» Work to be completed: What is needed is an exact copy of all the entries.

Top of Supplied entries

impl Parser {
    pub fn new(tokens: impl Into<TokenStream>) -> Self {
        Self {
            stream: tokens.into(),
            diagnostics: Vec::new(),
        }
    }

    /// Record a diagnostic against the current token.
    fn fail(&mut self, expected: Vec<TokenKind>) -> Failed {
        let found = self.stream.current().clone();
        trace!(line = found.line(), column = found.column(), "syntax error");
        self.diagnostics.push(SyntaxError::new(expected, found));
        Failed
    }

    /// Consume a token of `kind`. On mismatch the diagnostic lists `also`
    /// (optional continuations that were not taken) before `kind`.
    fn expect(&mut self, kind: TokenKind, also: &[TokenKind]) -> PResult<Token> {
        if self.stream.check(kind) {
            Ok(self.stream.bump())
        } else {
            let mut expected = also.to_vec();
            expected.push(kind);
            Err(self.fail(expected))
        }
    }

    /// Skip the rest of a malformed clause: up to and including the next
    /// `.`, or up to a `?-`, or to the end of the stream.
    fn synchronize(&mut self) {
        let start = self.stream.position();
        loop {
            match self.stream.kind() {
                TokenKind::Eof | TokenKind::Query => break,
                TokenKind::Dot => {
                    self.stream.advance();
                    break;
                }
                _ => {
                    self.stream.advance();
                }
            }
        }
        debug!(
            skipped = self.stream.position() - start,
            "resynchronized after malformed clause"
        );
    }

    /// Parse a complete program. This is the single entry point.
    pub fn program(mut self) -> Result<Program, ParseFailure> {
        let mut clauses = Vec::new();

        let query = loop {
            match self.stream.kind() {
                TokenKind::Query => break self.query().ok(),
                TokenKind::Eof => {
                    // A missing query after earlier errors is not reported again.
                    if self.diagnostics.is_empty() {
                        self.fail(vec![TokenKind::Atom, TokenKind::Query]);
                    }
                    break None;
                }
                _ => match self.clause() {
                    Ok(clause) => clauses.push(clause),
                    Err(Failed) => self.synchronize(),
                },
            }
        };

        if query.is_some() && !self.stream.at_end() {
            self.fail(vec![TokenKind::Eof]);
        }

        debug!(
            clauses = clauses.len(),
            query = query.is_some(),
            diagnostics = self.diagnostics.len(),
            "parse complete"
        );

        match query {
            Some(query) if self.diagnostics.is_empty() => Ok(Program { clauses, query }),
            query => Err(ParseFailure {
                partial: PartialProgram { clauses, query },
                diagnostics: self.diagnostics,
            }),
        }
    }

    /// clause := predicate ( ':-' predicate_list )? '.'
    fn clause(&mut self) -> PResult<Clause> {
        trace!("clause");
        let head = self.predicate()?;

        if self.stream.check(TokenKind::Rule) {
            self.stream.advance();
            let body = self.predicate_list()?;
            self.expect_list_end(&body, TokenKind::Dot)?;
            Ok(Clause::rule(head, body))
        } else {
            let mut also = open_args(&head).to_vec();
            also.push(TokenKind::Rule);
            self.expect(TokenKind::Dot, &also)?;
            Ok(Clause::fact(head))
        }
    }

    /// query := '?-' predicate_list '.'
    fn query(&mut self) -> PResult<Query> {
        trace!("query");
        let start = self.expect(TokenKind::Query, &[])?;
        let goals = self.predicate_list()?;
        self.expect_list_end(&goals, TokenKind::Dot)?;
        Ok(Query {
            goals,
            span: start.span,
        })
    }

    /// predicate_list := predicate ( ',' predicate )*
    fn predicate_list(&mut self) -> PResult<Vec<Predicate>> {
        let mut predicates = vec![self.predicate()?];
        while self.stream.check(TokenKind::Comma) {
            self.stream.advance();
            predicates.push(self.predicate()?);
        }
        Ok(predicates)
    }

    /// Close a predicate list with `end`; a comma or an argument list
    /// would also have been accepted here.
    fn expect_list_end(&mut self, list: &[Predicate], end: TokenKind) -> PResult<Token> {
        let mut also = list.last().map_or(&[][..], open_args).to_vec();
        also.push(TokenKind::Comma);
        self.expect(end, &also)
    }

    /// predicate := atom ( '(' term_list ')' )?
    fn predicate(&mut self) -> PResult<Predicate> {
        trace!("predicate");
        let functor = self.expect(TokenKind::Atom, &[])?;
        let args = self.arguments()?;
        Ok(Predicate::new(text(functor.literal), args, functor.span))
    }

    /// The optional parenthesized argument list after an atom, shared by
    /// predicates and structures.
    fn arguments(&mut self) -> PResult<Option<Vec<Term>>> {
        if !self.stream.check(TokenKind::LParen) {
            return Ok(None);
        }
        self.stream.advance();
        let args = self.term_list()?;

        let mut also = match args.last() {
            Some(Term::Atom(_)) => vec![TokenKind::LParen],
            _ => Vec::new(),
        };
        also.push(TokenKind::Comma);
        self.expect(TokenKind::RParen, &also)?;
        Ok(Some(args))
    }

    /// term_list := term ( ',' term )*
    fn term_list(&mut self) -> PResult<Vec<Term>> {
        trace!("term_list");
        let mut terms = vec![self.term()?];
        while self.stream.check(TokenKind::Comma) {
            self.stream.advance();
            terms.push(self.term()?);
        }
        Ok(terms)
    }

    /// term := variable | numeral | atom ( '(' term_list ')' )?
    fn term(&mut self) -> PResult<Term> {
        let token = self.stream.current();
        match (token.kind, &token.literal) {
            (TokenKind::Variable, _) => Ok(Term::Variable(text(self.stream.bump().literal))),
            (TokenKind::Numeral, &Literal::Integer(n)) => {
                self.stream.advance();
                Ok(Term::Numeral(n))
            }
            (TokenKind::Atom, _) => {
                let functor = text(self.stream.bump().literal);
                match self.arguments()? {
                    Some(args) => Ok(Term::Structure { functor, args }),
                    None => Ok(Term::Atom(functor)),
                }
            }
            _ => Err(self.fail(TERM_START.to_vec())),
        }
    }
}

Bottom of Supplied entries

» Response:
impl Parser {
    pub fn new(tokens: impl Into<TokenStream>) -> Self {
        Self {
            stream: tokens.into(),
            diagnostics: Vec::new(),
        }
    }

    /// Record a diagnostic against the current token.
    fn fail(&mut self, expected: Vec<TokenKind>) -> Failed {
        let found = self.stream.current().clone();
        trace!(line = found.line(), column = found.column(), "syntax error");
        self.diagnostics.push(SyntaxError::new(expected, found));
        Failed
    }

    /// Consume a token of `kind`. On mismatch the diagnostic lists `also`
    /// (optional continuations that were not taken) before `kind`.
    fn expect(&mut self, kind: TokenKind, also: &[TokenKind]) -> PResult<Token> {
        if self.stream.check(kind) {
            Ok(self.stream.bump())
        } else {
            let mut expected = also.to_vec();
            expected.push(kind);
            Err(self.fail(expected))
        }
    }

    /// Skip the rest of a malformed clause: up to and including the next
    /// `.`, or up to a `?-`, or to the end of the stream.
    fn synchronize(&mut self) {
        let start = self.stream.position();
        loop {
            match self.stream.kind() {
                TokenKind::Eof | TokenKind::Query => break,
                TokenKind::Dot => {
                    self.stream.advance();
                    break;
                }
                _ => {
                    self.stream.advance();
                }
            }
        }
        debug!(
            skipped = self.stream.position() - start,
            "resynchronized after malformed clause"
        );
    }

    /// Parse a complete program. This is the single entry point.
    pub fn program(mut self) -> Result<Program, ParseFailure> {
        let mut clauses = Vec::new();

        let query = loop {
            match self.stream.kind() {
                TokenKind::Query => break self.query().ok(),
                TokenKind::Eof => {
                    // A missing query after earlier errors is not reported again.
                    if self.diagnostics.is_empty() {
                        self.fail(vec![TokenKind::Atom, TokenKind::Query]);
                    }
                    break None;
                }
                _ => match self.clause() {
                    Ok(clause) => clauses.push(clause),
                    Err(Failed) => self.synchronize(),
                },
            }
        };

        if query.is_some() && !self.stream.at_end() {
            self.fail(vec![TokenKind::Eof]);
        }

        debug!(
            clauses = clauses.len(),
            query = query.is_some(),
            diagnostics = self.diagnostics.len(),
            "parse complete"
        );

        match query {
            Some(query) if self.diagnostics.is_empty() => Ok(Program { clauses, query }),
            query => Err(ParseFailure {
                partial: PartialProgram { clauses, query },
                diagnostics: self.diagnostics,
            }),
        }
    }

    /// clause := predicate ( ':-' predicate_list )? '.'
    fn clause(&mut self) -> PResult<Clause> {
        trace!("clause");
        let head = self.predicate()?;

        if self.stream.check(TokenKind::Rule) {
            self.stream.advance();
            let body = self.predicate_list()?;
            self.expect_list_end(&body, TokenKind::Dot)?;
            Ok(Clause::rule(head, body))
        } else {
            let mut also = open_args(&head).to_vec();
            also.push(TokenKind::Rule);
            self.expect(TokenKind::Dot, &also)?;
            Ok(Clause::fact(head))
        }
    }

    /// query := '?-' predicate_list '.'
    fn query(&mut self) -> PResult<Query> {
        trace!("query");
        let start = self.expect(TokenKind::Query, &[])?;
        let goals = self.predicate_list()?;
        self.expect_list_end(&goals, TokenKind::Dot)?;
        Ok(Query {
            goals,
            span: start.span,
        })
    }

    /// predicate_list := predicate ( ',' predicate )*
    fn predicate_list(&mut self) -> PResult<Vec<Predicate>> {
        let mut predicates = vec![self.predicate()?];
        while self.stream.check(TokenKind::Comma) {
            self.stream.advance();
            predicates.push(self.predicate()?);
        }
        Ok(predicates)
    }

    /// Close a predicate list with `end`; a comma or an argument list
    /// would also have been accepted here.
    fn expect_list_end(&mut self, list: &[Predicate], end: TokenKind) -> PResult<Token> {
        let mut also = list.last().map_or(&[][..], open_args).to_vec();
        also.push(TokenKind::Comma);
        self.expect(end, &also)
    }

    /// predicate := atom ( '(' term_list ')' )?
    fn predicate(&mut self) -> PResult<Predicate> {
        trace!("predicate");
        let functor = self.expect(TokenKind::Atom, &[])?;
        let args = self.arguments()?;
        Ok(Predicate::new(text(functor.literal), args, functor.span))
    }

    /// The optional parenthesized argument list after an atom, shared by
    /// predicates and structures.
    fn arguments(&mut self) -> PResult<Option<Vec<Term>>> {
        if !self.stream.check(TokenKind::LParen) {
            return Ok(None);
        }
        self.stream.advance();
        let args = self.term_list()?;

        let mut also = match args.last() {
            Some(Term::Atom(_)) => vec![TokenKind::LParen],
            _ => Vec::new(),
        };
        also.push(TokenKind::Comma);
        self.expect(TokenKind::RParen, &also)?;
        Ok(Some(args))
    }

    /// term_list := term ( ',' term )*
    fn term_list(&mut self) -> PResult<Vec<Term>> {
        trace!("term_list");
        let mut terms = vec![self.term()?];
        while self.stream.check(TokenKind::Comma) {
            self.stream.advance();
            terms.push(self.term()?);
        }
        Ok(terms)
    }

    /// term := variable | numeral | atom ( '(' term_list ')' )?
    fn term(&mut self) -> PResult<Term> {
        let token = self.stream.current();
        match (token.kind, &token.literal) {
            (TokenKind::Variable, _) => Ok(Term::Variable(text(self.stream.bump().literal))),
            (TokenKind::Numeral, &Literal::Integer(n)) => {
                self.stream.advance();
                Ok(Term::Numeral(n))
            }
            (TokenKind::Atom, _) => {
                let functor = text(self.stream.bump().literal);
                match self.arguments()? {
                    Some(args) => Ok(Term::Structure { functor, args }),
                    None => Ok(Term::Atom(functor)),
                }
            }
            _ => Err(self.fail(TERM_START.to_vec())),
        }
    }
}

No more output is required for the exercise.